Friday, August 24, 2007

Let Me Count The Ways

Good to see the New York Times calling for an end to the silliness of blaming Nouri al-Maliki for not being able to personally end the strife and struggle in Iraq.

Maybe it's just because it's Cynical Friday (it's true-check your calendars!) but I feel like we've been around this merry-go-round one or five times before. I don't really see how getting stuck in an argument about whether or not this specific person is the right one for the job of leading Iraq is really going to get us anywhere. I guess the point is that, since the war supporters are going to keep coming up with ridiculous things to say (Let the surge finish! See, less killings in Anbar! It's Sadr's fault! It's al Qaeda! Wait until September! It's al-Maliki!), you have no choice but to keep refuting them one-by-one.

But maybe that's not true. I lived through, but certainly don't remember, the TV debates between Ronald Reagan and Jimmy Carter. But my understanding is that one of Reagan's amazing strengths was, by look or word, making it sound like Carter was just spouting complete nonsense (specifically, the 'there you go again' tact.) There was an article in Time recently talking about the way that brand recognition, which is implemented via repetition, is more important than substance when people are deciding what they like. In this case, kids preferred chicken nuggets from a McDonalds bag to the identical chicken nuggets from a generic package.

Surely, there is something that the anti-war forces could come up with to say which was generic, applied to every bullshit formulation they came up with, and happened to have the advantage of being true. Then, every time you're confronted with one of these ridiculous tropes, you could just spout off the generic response. Soon enough it becomes part of the national lexicon and the rather absurd nature of all the pro-war rationales would become apparent.

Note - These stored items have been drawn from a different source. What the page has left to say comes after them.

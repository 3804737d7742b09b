//! Durable audit sinks
//!
//! One record per line, JSON-encoded, flushed on every write. Reload with
//! [`load_jsonl`] and verify the chain before trusting it.

use crate::log::{verify_chain, AuditError};
use crate::record::AuditRecord;
use parking_lot::Mutex;
use std::fs::{File, OpenOptions};
use std::io::{BufRead, BufReader, Write};
use std::path::Path;

/// Destination for audit records
pub trait AuditSink: Send + Sync {
    /// Persist one record; must be durable before returning
    ///
    /// # Errors
    /// Returns an IO error if the record could not be persisted
    fn write(&self, record: &AuditRecord) -> Result<(), std::io::Error>;
}

/// Append-only JSONL file sink
pub struct JsonlSink {
    file: Mutex<File>,
}

impl JsonlSink {
    /// Open (or create) a JSONL audit file for appending
    ///
    /// # Errors
    /// Returns an IO error if the file cannot be opened
    pub fn open(path: impl AsRef<Path>) -> Result<Self, std::io::Error> {
        let file = OpenOptions::new().create(true).append(true).open(path)?;
        Ok(Self {
            file: Mutex::new(file),
        })
    }
}

impl AuditSink for JsonlSink {
    fn write(&self, record: &AuditRecord) -> Result<(), std::io::Error> {
        let line = serde_json::to_string(record).map_err(std::io::Error::other)?;
        let mut guard = self.file.lock();
        writeln!(guard, "{line}")?;
        guard.flush()
    }
}

/// Load a JSONL audit file and verify its chain
///
/// # Errors
/// Returns [`AuditError::Sink`] on read failure,
/// [`AuditError::Serialization`] on a malformed line, and
/// [`AuditError::IntegrityViolation`] if the reloaded chain does not verify
pub fn load_jsonl(path: impl AsRef<Path>) -> Result<Vec<AuditRecord>, AuditError> {
    let reader = BufReader::new(File::open(path)?);
    let mut records = Vec::new();
    for line in reader.lines() {
        let line = line?;
        if line.trim().is_empty() {
            continue;
        }
        records.push(serde_json::from_str(&line)?);
    }
    verify_chain(&records)?;
    Ok(records)
}

#[cfg(test)]
mod tests {
    use super::*;
    use crate::log::AuditLog;
    use crate::record::PipelineStage;
    use std::sync::Arc;

    fn record(stage: PipelineStage) -> AuditRecord {
        AuditRecord::new(
            "INS_L1_P2_03".parse().unwrap(),
            "gender-swap-client".parse().unwrap(),
            1,
            stage,
            serde_json::json!({"note": "test"}),
        )
    }

    #[test]
    fn sink_round_trip_preserves_chain() {
        let dir = tempfile::tempdir().unwrap();
        let path = dir.path().join("audit.jsonl");

        let log = AuditLog::with_sink(Arc::new(JsonlSink::open(&path).unwrap()));
        log.append(record(PipelineStage::SpecDerived)).unwrap();
        log.append(record(PipelineStage::Generated)).unwrap();
        log.append(record(PipelineStage::Delivered)).unwrap();

        let reloaded = load_jsonl(&path).unwrap();
        assert_eq!(reloaded, log.records());
    }

    #[test]
    fn load_rejects_tampered_file() {
        let dir = tempfile::tempdir().unwrap();
        let path = dir.path().join("audit.jsonl");

        let log = AuditLog::with_sink(Arc::new(JsonlSink::open(&path).unwrap()));
        log.append(record(PipelineStage::SpecDerived)).unwrap();
        log.append(record(PipelineStage::Generated)).unwrap();

        let contents = std::fs::read_to_string(&path).unwrap();
        let forged = contents.replace("\"attempt\":1", "\"attempt\":2");
        std::fs::write(&path, forged).unwrap();

        assert!(matches!(
            load_jsonl(&path),
            Err(AuditError::IntegrityViolation { .. })
        ));
    }

    #[test]
    fn load_rejects_malformed_line() {
        let dir = tempfile::tempdir().unwrap();
        let path = dir.path().join("audit.jsonl");
        std::fs::write(&path, "not json\n").unwrap();
        assert!(matches!(load_jsonl(&path), Err(AuditError::Serialization(_))));
    }
}
//! ARI Review
//!
//! Validation and approval for generated variants.
//!
//! # Core Concepts
//!
//! - [`PanelScorer`]: async seam to the external vision scoring capability
//! - [`Validator`]: pure threshold evaluation producing a [`ValidationReport`]
//! - [`ReviewWorkflow`]: explicit approval FSM with a closed transition table
//!
//! # Invariant
//!
//! Verdict precedence is Reject > Flag > Pass, computed from check outcomes
//! and structurally unoverridable; a locked-content violation can never be
//! approved.

#![warn(unreachable_pub)]
#![allow(missing_docs)]

// Core modules
mod validator;
mod workflow;

// Re-exports
pub use validator::{
    CheckKind, CheckOutcome, CheckScores, CheckStatus, PanelScorer, RegionCheck, ScorerError,
    SlotEmotion, ValidationReport, Validator, ValidatorConfig, Verdict,
};
pub use workflow::{
    ReviewDecision, ReviewRecord, ReviewState, ReviewWorkflow, StateChange, TransitionError,
    VerdictSource,
};

/// Version of this crate
pub const VERSION: &str = env!("CARGO_PKG_VERSION");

I'm not a wordsmith, so I don't claim to have any idea of how to come up with such a phrase. But surely if, several times a day, some Dem or anti-war said something like "This is just another excuse to distract you from the fact that no political progress has been or will be made in Iraq. The US military, while extremely competent, cannot stop 700 years of burning hatred. Our presence in Iraq is, at best, postponing a catastrophe that will happen whenever we leave, whether it be tomorrow, next year, or next decade. Meanwhile we are expending our most precious resources, the blood of our finest, in pursuit of a goal which has been 'just 6 months away' for 5 years now. When is enough enough?"